§ **Work order**:
Check each line of the entries below for the string "Infallible"; copy every line where it appears.

Collected data entries
▬▬▬▬▬▬▬▬▬▬

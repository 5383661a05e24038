// Copyright 2025 The Matrix.org Foundation C.I.C.
//
// Licensed under the Apache License, Version 2.0 (the "License");
// you may not use this file except in compliance with the License.
// You may obtain a copy of the License at
//
//     http://www.apache.org/licenses/LICENSE-2.0
//
// Unless required by applicable law or agreed to in writing, software
// distributed under the License is distributed on an "AS IS" BASIS,
// WITHOUT WARRANTIES OR CONDITIONS OF ANY KIND, either express or implied.
// See the License for the specific language governing permissions and
// limitations under the License.

//! Helpers shared by the unit tests of this crate.

use std::{collections::BTreeMap, convert::Infallible};

use async_trait::async_trait;
use ruma::{
    EventId, OwnedEventId, OwnedRoomId, RoomId, UserId, events::AnyTimelineEvent, serde::Raw,
};
use serde_json::{Value as JsonValue, json};
use thiserror::Error;

use crate::{
    EventStore, MessageVars, NotifVars, PushNotification, RoomPresenter, RoomStateSnapshot,
};

pub(crate) fn raw_event(json: JsonValue) -> Raw<AnyTimelineEvent> {
    Raw::new(&json).unwrap().cast_unchecked()
}

pub(crate) fn canonical_alias_event(event_id: &str, alias: &str) -> Raw<AnyTimelineEvent> {
    raw_event(json!({
        "content": { "alias": alias },
        "event_id": event_id,
        "origin_server_ts": 152037280,
        "room_id": "!room:example.org",
        "sender": "@alice:example.org",
        "state_key": "",
        "type": "m.room.canonical_alias",
    }))
}

pub(crate) fn member_event(
    event_id: &str,
    state_key: &str,
    membership: &str,
) -> Raw<AnyTimelineEvent> {
    raw_event(json!({
        "content": { "membership": membership },
        "event_id": event_id,
        "origin_server_ts": 152037280,
        "room_id": "!room:example.org",
        "sender": "@alice:example.org",
        "state_key": state_key,
        "type": "m.room.member",
    }))
}

pub(crate) fn message_event(event_id: &str, body: &str) -> Raw<AnyTimelineEvent> {
    raw_event(json!({
        "content": { "body": body, "msgtype": "m.text" },
        "event_id": event_id,
        "origin_server_ts": 152037280,
        "room_id": "!room:example.org",
        "sender": "@alice:example.org",
        "type": "m.room.message",
    }))
}

pub(crate) fn notification(event_id: &str, stream_ordering: i64) -> PushNotification {
    PushNotification::new(
        OwnedEventId::try_from(event_id).unwrap(),
        OwnedRoomId::try_from("!room:example.org").unwrap(),
        stream_ordering,
    )
}

/// Build a digest entry out of `(event id, is historical)` pairs.
pub(crate) fn notif_vars(messages: &[(&str, bool)]) -> NotifVars {
    NotifVars::new(
        "https://matrix.to/#/!room:example.org",
        messages
            .iter()
            .map(|(event_id, is_historical)| {
                MessageVars::new(OwnedEventId::try_from(*event_id).unwrap(), *is_historical)
            })
            .collect(),
    )
}

/// The ids of the messages of each digest entry.
pub(crate) fn message_ids(notifs: &[NotifVars]) -> Vec<Vec<&str>> {
    notifs
        .iter()
        .map(|notif| notif.messages.iter().map(|message| message.id.as_str()).collect())
        .collect()
}

/// An event store that fails every request.
#[derive(Debug)]
pub(crate) struct FailingEventStore;

#[derive(Debug, Error)]
#[error("the event store is unreachable")]
pub(crate) struct UnreachableStore;

#[async_trait]
impl EventStore for FailingEventStore {
    type Error = UnreachableStore;

    async fn get_event(&self, _: &EventId) -> Result<Raw<AnyTimelineEvent>, Self::Error> {
        Err(UnreachableStore)
    }
}

/// A presenter returning canned digest entries for each notification event.
#[derive(Debug, Default)]
pub(crate) struct TestPresenter {
    pub(crate) rendered: BTreeMap<OwnedEventId, NotifVars>,
}

impl TestPresenter {
    pub(crate) fn with_rendered(mut self, event_id: &str, notif: NotifVars) -> Self {
        self.rendered.insert(OwnedEventId::try_from(event_id).unwrap(), notif);
        self
    }
}

#[async_trait]
impl RoomPresenter for TestPresenter {
    type Error = Infallible;

    async fn room_name(
        &self,
        _state: &RoomStateSnapshot,
        _user_id: &UserId,
    ) -> Result<String, Self::Error> {
        Ok("Test room".to_owned())
    }

    async fn room_avatar_url(
        &self,
        _state: &RoomStateSnapshot,
    ) -> Result<Option<String>, Self::Error> {
        Ok(Some("mxc://example.org/avatar".to_owned()))
    }

    async fn render_notification(
        &self,
        notification: &PushNotification,
        _user_id: &UserId,
        _event: &Raw<AnyTimelineEvent>,
        _state: &RoomStateSnapshot,
    ) -> Result<NotifVars, Self::Error> {
        Ok(self.rendered.get(&notification.event_id).cloned().unwrap_or_default())
    }

    fn room_link(&self, room_id: &RoomId) -> String {
        format!("https://app.example.org/#/room/{room_id}")
    }
}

▬▬▬▬▬▬▬▬▬▬

§ **Answer to the problem**:
use std::{collections::BTreeMap, convert::Infallible};
    type Error = Infallible;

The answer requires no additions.